New Report Details Staggering Rates of Women’s Incarceration in the United States

Researchers compared incarceration rates for women in each U.S. state with the equivalent rates for women around the world, and ranked women’s incarceration globally, treating each U.S. state as if it were an independent country. The results are striking.

Researchers compared incarceration rates for women in each U.S. state with the equivalent rates for women around the world, and ranked women’s incarceration globally, treating each U.S. state as if it were an independent country. The results are striking. Shutterstock

Twenty-five U.S. states have higher incarceration rates for women than any country in the world, according to a new report by the Prison Policy Initiative.

Researchers compared incarceration rates for women in each U.S. state with the equivalent rates for women around the world, and ranked women’s incarceration globally, treating each U.S. state as if it were an independent country.

The results are striking. West Virginia incarcerates women at a higher rate than any other jurisdiction on Earth, confining 273 women out of every 100,000. New Hampshire’s incarceration rate for women is on par with Russia’s, and New York’s is on par with Rwanda’s. Illinois’ level of incarceration is equivalent to that of El Salvador, a country where, as the authors point out, women are jailed for having miscarriages and abortion is a crime.

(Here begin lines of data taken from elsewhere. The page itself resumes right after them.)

mod dispatch;
mod forward;
mod local;
mod report;

#[cfg(test)]
mod tests;

use super::*;
use bpv7::{
    bundle::Bundle,
    bundle_id::BundleId,
    creation_timestamp::SequenceCounter,
    crc::CrcType,
    eid::Eid,
    status_report::{ReasonCode, StatusKind},
};
use descriptor::{BundleDescriptor, Constraint, Tag};

/// The Bundle Processing Agent of one node.
///
/// Build it with [`Agent::new`], wrap it in an [`Arc`], and feed it bundles with
/// [`Agent::transmit`] and [`Agent::receive`].
pub struct Agent {
    node_ids: node_ids::NodeIds,
    status_reports: bool,
    status_report_lifetime: time::Duration,
    crc_type: CrcType,
    sequence: SequenceCounter,
    store: Arc<dyn storage::BundleStore>,
    router: Arc<dyn router::Router>,
    registrar: Arc<dyn registrar::Registrar>,
    duplicate_filter: Box<dyn filter::DuplicateFilter>,
    completion_hook: Option<filter::CompletionHook>,
    task_tracker: tokio_util::task::TaskTracker,
}

impl Agent {
    pub fn new(
        config: &config::Config,
        store: Arc<dyn storage::BundleStore>,
        router: Arc<dyn router::Router>,
        registrar: Arc<dyn registrar::Registrar>,
    ) -> Self {
        metrics::describe_counter!(
            "bundles_received",
            metrics::Unit::Count,
            "Total number of bundles received from convergence layers"
        );
        metrics::describe_counter!(
            "bundles_transmitted",
            metrics::Unit::Count,
            "Total number of locally originated bundles accepted for transmission"
        );
        metrics::describe_counter!(
            "bundles_delivered",
            metrics::Unit::Count,
            "Total number of bundles delivered on this node"
        );
        metrics::describe_counter!(
            "bundles_forwarded",
            metrics::Unit::Count,
            "Total number of bundles forwarded to another node"
        );
        metrics::describe_counter!(
            "bundles_deleted",
            metrics::Unit::Count,
            "Total number of bundles deleted"
        );
        metrics::describe_counter!(
            "bundles_dropped",
            metrics::Unit::Count,
            "Total number of duplicate or invalid bundles dropped"
        );

        info!(
            "Bundle Processing Agent for {:?}",
            Vec::<Eid>::from(&config.node_ids)
        );

        Self {
            node_ids: config.node_ids.clone(),
            status_reports: config.status_reports,
            status_report_lifetime: config.status_report_lifetime,
            crc_type: config.crc_type,
            sequence: SequenceCounter::new(config.sequence_start),
            store,
            router,
            registrar,
            duplicate_filter: Box::new(filter::SeenBundles::new(config.seen_bundles)),
            completion_hook: None,
            task_tracker: tokio_util::task::TaskTracker::new(),
        }
    }

    /// Replaces the default [`SeenBundles`](filter::SeenBundles) duplicate filter.
    pub fn with_duplicate_filter(mut self, filter: impl filter::DuplicateFilter + 'static) -> Self {
        self.duplicate_filter = Box::new(filter);
        self
    }

    pub fn with_completion_hook(
        mut self,
        hook: impl Fn(&BundleDescriptor) + Send + Sync + 'static,
    ) -> Self {
        self.completion_hook = Some(Box::new(hook));
        self
    }

    pub fn node_ids(&self) -> &node_ids::NodeIds {
        &self.node_ids
    }

    /// Accepts a bundle originated by a local application.
    #[cfg_attr(feature = "instrument", instrument(skip_all, fields(id = %bundle.id())))]
    pub async fn transmit(self: &Arc<Self>, bundle: Bundle) -> Result<(), Error> {
        metrics::counter!("bundles_transmitted").increment(1);

        let descriptor = BundleDescriptor::new(bundle, Tag::OriginLocal);
        if self.is_duplicate(&descriptor).await {
            return Ok(());
        }

        let source = &descriptor.bundle.primary.source;
        if !source.is_null() && !self.node_ids.is_local(source) {
            info!("Rejecting bundle from non-local source {source}");
            return self
                .delete(descriptor, ReasonCode::NoAdditionalInformation)
                .await;
        }

        self.dispatch(descriptor).await
    }

    /// Accepts a bundle received by a convergence layer.
    #[cfg_attr(feature = "instrument", instrument(skip_all, fields(id = %bundle.id())))]
    pub async fn receive(self: &Arc<Self>, bundle: Bundle) -> Result<(), Error> {
        metrics::counter!("bundles_received").increment(1);

        let descriptor = BundleDescriptor::new(bundle, Tag::OriginCla);
        if self.is_duplicate(&descriptor).await {
            return Ok(());
        }
        self.dispatch(descriptor).await
    }

    /// Decodes and accepts a bundle received by a convergence layer.
    pub async fn receive_data(self: &Arc<Self>, data: &[u8]) -> Result<(), Error> {
        let bundle = bpv7::bundle::Bundle::decode(data).inspect_err(|e| {
            metrics::counter!("bundles_dropped").increment(1);
            debug!("Failed to decode received bundle: {e}");
        })?;
        self.receive(bundle).await
    }

    /// Tries again to forward a stored bundle that could not be sent earlier.
    #[cfg_attr(feature = "instrument", instrument(skip(self)))]
    pub async fn resume(self: &Arc<Self>, id: &BundleId) -> Result<(), Error> {
        let Some(descriptor) = self.store.get(id).await? else {
            return Err(Error::BundleNotFound(id.clone()));
        };
        self.resume_descriptor(descriptor).await
    }

    /// Resumes every bundle in `ids` that the router will now send to `peer`.
    /// Returns the number of bundles resumed.
    #[cfg_attr(feature = "instrument", instrument(skip(self, ids)))]
    pub async fn resume_for_peer(
        self: &Arc<Self>,
        peer: &Eid,
        ids: &[BundleId],
    ) -> Result<usize, Error> {
        let matcher = self.router.bundle_to_cla_matcher(peer);
        let mut resumed = 0;
        for id in ids {
            let Some(descriptor) = self.store.get(id).await? else {
                continue;
            };
            if descriptor.has_constraint(Constraint::Contraindicated) && matcher(&descriptor.bundle)
            {
                self.resume_descriptor(descriptor).await?;
                resumed += 1;
            }
        }
        Ok(resumed)
    }

    async fn resume_descriptor(self: &Arc<Self>, mut descriptor: BundleDescriptor) -> Result<(), Error> {
        if !descriptor.remove_constraint(Constraint::Contraindicated) {
            debug!("Bundle {} is not waiting to be forwarded", descriptor.id());
            return Ok(());
        }
        descriptor.add_tag(Tag::OriginStorage);

        if descriptor.has_expired(time::OffsetDateTime::now_utc()) {
            return self.delete(descriptor, ReasonCode::LifetimeExpired).await;
        }
        self.forward(descriptor).await
    }

    /// Deletes every stored bundle that has expired. Returns the number deleted.
    #[cfg_attr(feature = "instrument", instrument(skip(self)))]
    pub async fn collect_garbage(self: &Arc<Self>) -> Result<usize, Error> {
        let expired = self.store.gc(time::OffsetDateTime::now_utc()).await?;
        let count = expired.len();
        for descriptor in expired {
            self.delete(descriptor, ReasonCode::LifetimeExpired).await?;
        }
        Ok(count)
    }

    /// Waits for every status report in flight to be sent.
    pub async fn shutdown(&self) {
        self.task_tracker.close();
        self.task_tracker.wait().await;
    }

    async fn is_duplicate(&self, descriptor: &BundleDescriptor) -> bool {
        if self.duplicate_filter.is_duplicate(descriptor).await {
            debug!("Dropping duplicate bundle {}", descriptor.id());
            metrics::counter!("bundles_dropped").increment(1);
            true
        } else {
            false
        }
    }

    #[cfg_attr(feature = "instrument", instrument(skip_all, fields(id = %descriptor.id())))]
    async fn delete(
        self: &Arc<Self>,
        mut descriptor: BundleDescriptor,
        reason: ReasonCode,
    ) -> Result<(), Error> {
        debug!("Deleting bundle {}: {reason:?}", descriptor.id());

        self.store.delete(&descriptor.id()).await?;

        descriptor.add_tag(Tag::Deleted);
        metrics::counter!("bundles_deleted").increment(1);
        self.report(&descriptor.bundle, StatusKind::Deleted, reason);
        self.complete(&descriptor);
        Ok(())
    }

    fn complete(&self, descriptor: &BundleDescriptor) {
        if let Some(hook) = &self.completion_hook {
            hook(descriptor);
        }
    }
}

Even Rhode Island, which has the lowest incarceration rate for women in the United States, would have the 15th highest incarceration rate in the world if it were its own country.

It shouldn’t come as a surprise that the United States has an incarceration problem, Aleks Kajstura, legal director at the Prison Policy Initiative and co-author of the report told Rewire in an email.

“But within the U.S., some states have a better reputation than others. There’s often a sense of ‘well, at least we’re not Louisiana or Texas.’ But this report shows that once you look at the world outside our borders, even the states that claim low incarceration rates within the U.S. have some of the highest incarceration rates on earth,” Kajstura wrote.

While only 5 percent of the world’s female population lives in the United States, the country accounts for nearly 30 percent of the world’s incarcerated women, with approximately 206,000 women confined in the states today.

The number of women in state and federal prisons jumped by 646 percent between 1980 and 2010, one-and-a-half times the speed at which the incarceration for men increased during the same period, according to the Sentencing Project.

As Rewire reported in the “Women, Incarcerated,” series, because women make up a small proportion of the national incarcerated population, their needs are often neglected in a system designed for men. This has resulted in substandard medical care for pregnant prisoners, and the failure to provide drug treatment and mental health counseling for women struggling with addiction and trauma behind bars.

By placing rates of women’s incarceration into a global context, the authors of the report aim to bring women’s imprisonment in the United States out from the shadows.

As Kajstura wrote, “Our data shows that states cannot remain complacent about how many women they incarcerate.”